この国に「弱い者叩き」が好きな人がこれだけ多いとは思いませんでした。少しは自分と立場の違う人に思いやりや憐憫の情を持てよと言いたい。

>なぜ、不安定で過酷な生活を強いられる「彼ら」は生まれるのか。内面分析や自己表現に陥るのではなく、その背景としての日本社会の根源的な構造、そしてそれを乗り越えていく

生産・経済のグローバル化→熾烈な安値競争→労働者を大量に非正規にすることでコストを下げる→価格的に競争力を保つ→他社も同様にするので泥沼・・・という認識。「安いものばかり欲しがる消費者が悪い」も正論。ただウニクロ・ダイソーが無かった頃の金銭感覚はほとんど忘れてしまってるし。だいたい今の日本人に「買い物は近所で」なんて言っても聞かないでしょ。

でも、悲憤慷慨したり、抗議しているだけでは局面の打開はできないでしょう、と思うぶらり庵は、「雇用評論」から、うまくゆけば「雇用創出」できればいいな、という方面に転進いたしました。仲間との小さな会社での営業・広報活動に。

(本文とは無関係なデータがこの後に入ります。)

//! Knowledge base HTTP API.
//!
//! Exposes ingestion, search, and AI-augmented completion as a JSON HTTP
//! API. Every request is tenant-scoped through the `X-Tenant-Id` header;
//! requests without it fall to the `"default"` tenant.
//!
//! # Endpoints
//!
//! | Method   | Path | Description |
//! |----------|------|-------------|
//! | `POST`   | `/documents` | Upload and parse a document |
//! | `GET`    | `/documents/{id}` | Fetch a stored document |
//! | `PATCH`  | `/documents/{id}` | Edit document metadata |
//! | `DELETE` | `/documents/{id}` | Remove a document |
//! | `POST`   | `/search` | Ranked tenant-scoped search |
//! | `POST`   | `/complete` | Knowledge-augmented AI completion |
//! | `GET`    | `/health` | Health check (returns version) |
//!
//! # Error Contract
//!
//! All error responses share one schema:
//!
//! ```json
//! { "error": { "code": "payload_too_large", "message": "upload of 12000000 bytes exceeds limit 10485760" } }
//! ```
//!
//! Error codes: `invalid_request` (400), `unsupported_format` (400),
//! `parse_failure` (422), `empty_content` (422),
//! `payload_too_large` (413), `not_found` (404),
//! `generation_unavailable` (503), `store_unavailable` (503).
//!
//! # CORS
//!
//! All origins, methods, and headers are permitted to support
//! browser-based clients.

use axum::{
    extract::{Path, State},
    http::{HeaderMap, StatusCode},
    response::{IntoResponse, Response},
    routing::{get, post},
    Json, Router,
};
use serde::{Deserialize, Serialize};
use std::collections::BTreeSet;
use std::sync::Arc;
use std::time::Duration;
use tower_http::cors::{Any, CorsLayer};
use tracing::info;

use crate::augment::PromptAugmenter;
use crate::cache::{CacheKey, ResultCache};
use crate::config::Config;
use crate::error::EngineError;
use crate::ingest::{DocumentUpload, IngestReceipt, Ingestor, MetadataPatch};
use crate::models::{Document, DocumentType, SearchFilters, SearchResult, SourceRef, Usage};
use crate::provider::create_provider;
use crate::search::{SearchEngine, FETCH_CEILING};
use crate::store::memory::InMemoryStore;
use crate::store::KnowledgeStore;

/// Shared application state passed to all route handlers.
#[derive(Clone)]
struct AppState {
    store: Arc<dyn KnowledgeStore>,
    ingestor: Arc<Ingestor>,
    engine: Arc<SearchEngine>,
    cache: Arc<ResultCache>,
    augmenter: Arc<PromptAugmenter>,
}

/// Starts the HTTP server with an in-memory knowledge store.
///
/// Binds to `[server].bind` and runs until the process terminates.
pub async fn run_server(config: &Config) -> anyhow::Result<()> {
    run_server_with_store(config, Arc::new(InMemoryStore::new())).await
}

/// Starts the HTTP server against a caller-provided store, e.g. a
/// persistent adapter implementing [`KnowledgeStore`].
pub async fn run_server_with_store(
    config: &Config,
    store: Arc<dyn KnowledgeStore>,
) -> anyhow::Result<()> {
    let bind_addr = config.server.bind.clone();

    let primary = create_provider(&config.provider.primary, &config.provider)?;
    let fallback = match &config.provider.fallback {
        Some(name) => Some(create_provider(name, &config.provider)?),
        None => None,
    };

    let engine = Arc::new(SearchEngine::new(
        store.clone(),
        config.search.clone(),
        config.snippets.clone(),
    ));
    let cache = Arc::new(ResultCache::new(Duration::from_secs(config.cache.ttl_secs)));
    let ingestor = Arc::new(Ingestor::new(store.clone(), config.parser.clone()));
    let augmenter = Arc::new(PromptAugmenter::new(
        engine.clone(),
        cache.clone(),
        config.augment.clone(),
        config.provider.clone(),
        primary,
        fallback,
    ));

    // Periodic sweep so idle entries do not pin memory between lookups.
    let sweep_cache = cache.clone();
    let sweep_interval = Duration::from_secs(config.cache.sweep_interval_secs);
    tokio::spawn(async move {
        let mut ticker = tokio::time::interval(sweep_interval);
        ticker.tick().await;
        loop {
            ticker.tick().await;
            sweep_cache.purge_expired();
        }
    });

    let state = AppState {
        store,
        ingestor,
        engine,
        cache,
        augmenter,
    };

    let cors = CorsLayer::new()
        .allow_origin(Any)
        .allow_methods(Any)
        .allow_headers(Any);

    let app = router(state).layer(cors);

    info!(addr = %bind_addr, "knowledge engine listening");

    let listener = tokio::net::TcpListener::bind(&bind_addr).await?;
    axum::serve(listener, app).await?;

    Ok(())
}

fn router(state: AppState) -> Router {
    Router::new()
        .route("/documents", post(handle_upload))
        .route(
            "/documents/{id}",
            get(handle_get_document)
                .patch(handle_patch_document)
                .delete(handle_delete_document),
        )
        .route("/search", post(handle_search))
        .route("/complete", post(handle_complete))
        .route("/health", get(handle_health))
        .with_state(state)
}

fn tenant_from(headers: &HeaderMap) -> String {
    headers
        .get("x-tenant-id")
        .and_then(|v| v.to_str().ok())
        .map(str::trim)
        .filter(|t| !t.is_empty())
        .unwrap_or("default")
        .to_string()
}

// ============ Error response ============

/// JSON error response body.
#[derive(Serialize)]
struct ErrorBody {
    error: ErrorDetail,
}

#[derive(Serialize)]
struct ErrorDetail {
    code: String,
    message: String,
}

/// Internal error type that converts into an Axum HTTP response.
struct AppError {
    status: StatusCode,
    code: &'static str,
    message: String,
}

impl IntoResponse for AppError {
    fn into_response(self) -> Response {
        let body = ErrorBody {
            error: ErrorDetail {
                code: self.code.to_string(),
                message: self.message,
            },
        };
        (self.status, Json(body)).into_response()
    }
}

impl From<EngineError> for AppError {
    fn from(err: EngineError) -> Self {
        let status = match &err {
            EngineError::UnsupportedFormat(_) | EngineError::InvalidRequest(_) => {
                StatusCode::BAD_REQUEST
            }
            EngineError::ParseFailure(_) | EngineError::EmptyContent => {
                StatusCode::UNPROCESSABLE_ENTITY
            }
            EngineError::PayloadTooLarge { .. } => StatusCode::PAYLOAD_TOO_LARGE,
            EngineError::NotFound(_) => StatusCode::NOT_FOUND,
            EngineError::StoreUnavailable(_) | EngineError::GenerationUnavailable(_) => {
                StatusCode::SERVICE_UNAVAILABLE
            }
        };
        AppError {
            status,
            code: err.code(),
            message: err.to_string(),
        }
    }
}

// ============ GET /health ============

#[derive(Serialize)]
struct HealthResponse {
    status: String,
    version: String,
}

async fn handle_health() -> Json<HealthResponse> {
    Json(HealthResponse {
        status: "ok".to_string(),
        version: env!("CARGO_PKG_VERSION").to_string(),
    })
}

// ============ POST /documents ============

/// Handler for `POST /documents`: validates, parses, and stores an
/// upload. Returns `201` with the stored document and any extraction
/// warning.
async fn handle_upload(
    State(state): State<AppState>,
    headers: HeaderMap,
    Json(upload): Json<DocumentUpload>,
) -> Result<(StatusCode, Json<IngestReceipt>), AppError> {
    let tenant = tenant_from(&headers);
    let receipt = state.ingestor.ingest(&tenant, upload).await?;
    Ok((StatusCode::CREATED, Json(receipt)))
}

// ============ GET / PATCH / DELETE /documents/{id} ============

async fn handle_get_document(
    State(state): State<AppState>,
    headers: HeaderMap,
    Path(id): Path<String>,
) -> Result<Json<Document>, AppError> {
    let tenant = tenant_from(&headers);
    let doc = state
        .store
        .get_document(&tenant, &id)
        .await
        .map_err(|e| EngineError::StoreUnavailable(e.to_string()))?
        .ok_or(EngineError::NotFound(id))?;
    Ok(Json(doc))
}

async fn handle_patch_document(
    State(state): State<AppState>,
    headers: HeaderMap,
    Path(id): Path<String>,
    Json(patch): Json<MetadataPatch>,
) -> Result<Json<Document>, AppError> {
    let tenant = tenant_from(&headers);
    let doc = state.ingestor.update_metadata(&tenant, &id, patch).await?;
    Ok(Json(doc))
}

async fn handle_delete_document(
    State(state): State<AppState>,
    headers: HeaderMap,
    Path(id): Path<String>,
) -> Result<StatusCode, AppError> {
    let tenant = tenant_from(&headers);
    let removed = state
        .store
        .delete_document(&tenant, &id)
        .await
        .map_err(|e| EngineError::StoreUnavailable(e.to_string()))?;
    if !removed {
        return Err(EngineError::NotFound(id).into());
    }
    Ok(StatusCode::NO_CONTENT)
}

// ============ POST /search ============

/// Search request with filters as flat top-level fields. `file_type`
/// is also accepted as `doc_type`.
#[derive(Deserialize)]
struct SearchRequest {
    query: String,
    #[serde(default)]
    category: Option<String>,
    #[serde(default)]
    tags: BTreeSet<String>,
    #[serde(default, alias = "doc_type")]
    file_type: Option<DocumentType>,
    #[serde(default)]
    limit: Option<usize>,
    /// Defaults to true; large result pages can skip snippet payloads.
    #[serde(default)]
    include_snippets: Option<bool>,
}

impl SearchRequest {
    fn filters(&self) -> SearchFilters {
        SearchFilters {
            category: self.category.clone(),
            tags: self.tags.clone(),
            doc_type: self.file_type,
        }
    }
}

#[derive(Serialize)]
struct SearchResponse {
    results: Vec<ApiSearchResult>,
    count: usize,
    degraded: bool,
}

/// Wire form of a ranked hit, with the tier spelled out as a reason
/// string.
#[derive(Serialize)]
struct ApiSearchResult {
    document_id: String,
    name: String,
    score_tier: &'static str,
    #[serde(skip_serializing_if = "Vec::is_empty")]
    snippets: Vec<String>,
}

impl ApiSearchResult {
    fn from_result(r: &SearchResult, include_snippets: bool) -> Self {
        Self {
            document_id: r.document_id.clone(),
            name: r.name.clone(),
            score_tier: r.tier.reason(),
            snippets: if include_snippets {
                r.snippets.clone()
            } else {
                Vec::new()
            },
        }
    }
}

/// Handler for `POST /search`.
///
/// Outcomes are cached per (tenant, normalized query, filters). Cached
/// entries always hold the full ranked page with snippets; the
/// requested limit and snippet flag are applied on the way out, so the
/// same query hits the same entry regardless of pagination.
async fn handle_search(
    State(state): State<AppState>,
    headers: HeaderMap,
    Json(req): Json<SearchRequest>,
) -> Result<Json<SearchResponse>, AppError> {
    let tenant = tenant_from(&headers);
    let limit = req
        .limit
        .unwrap_or_else(|| state.engine.default_limit())
        .clamp(1, FETCH_CEILING);
    let include_snippets = req.include_snippets.unwrap_or(true);

    let filters = req.filters();
    let key = CacheKey::new(&tenant, &req.query, &filters);
    let outcome = state
        .cache
        .get_or_compute(key, || {
            state
                .engine
                .search(&tenant, &req.query, &filters, FETCH_CEILING, true)
        })
        .await;

    let results: Vec<ApiSearchResult> = outcome
        .results
        .iter()
        .take(limit)
        .map(|r| ApiSearchResult::from_result(r, include_snippets))
        .collect();

    Ok(Json(SearchResponse {
        count: results.len(),
        results,
        degraded: outcome.degraded,
    }))
}

// ============ POST /complete ============

fn default_true() -> bool {
    true
}

#[derive(Deserialize)]
struct CompleteRequest {
    message: String,
    #[serde(default)]
    max_results: Option<usize>,
    /// Defaults to true; clients can opt out of retrieval entirely.
    #[serde(default = "default_true")]
    use_knowledge_base: bool,
}

#[derive(Serialize)]
struct CompleteResponse {
    content: String,
    knowledge_used: bool,
    /// Documents whose snippets were included in the prompt context.
    knowledge_sources: Vec<SourceRef>,
    usage: Usage,
}

/// Handler for `POST /complete`: retrieval-augmented generation.
async fn handle_complete(
    State(state): State<AppState>,
    headers: HeaderMap,
    Json(req): Json<CompleteRequest>,
) -> Result<Json<CompleteResponse>, AppError> {
    let tenant = tenant_from(&headers);
    let message = req.message.trim();
    if message.is_empty() {
        return Err(EngineError::InvalidRequest("message must not be empty".to_string()).into());
    }

    let (completion, prompt) = state
        .augmenter
        .complete(&tenant, message, req.max_results, req.use_knowledge_base)
        .await?;

    Ok(Json(CompleteResponse {
        content: completion.content,
        knowledge_used: prompt.has_context(),
        knowledge_sources: prompt.sources,
        usage: completion.usage,
    }))
}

日本は、本来はけっこう豊かだし、独特なものがいっぱいあるのですから、グローバリゼーションを利用して、いろいろ考えて道を開くようにしないと、と思います。
一方で、近所で賄うべきもの、特に食品や福祉を中心に、これも「自給率」「普及率」目標を国で設定して地方でがんばる者を応援してくれるようだといいのですけれど。
物、サービスによって、「対世界」と「国・地域で自給」をうまく切り分けて戦略を立てるべきでしょうね。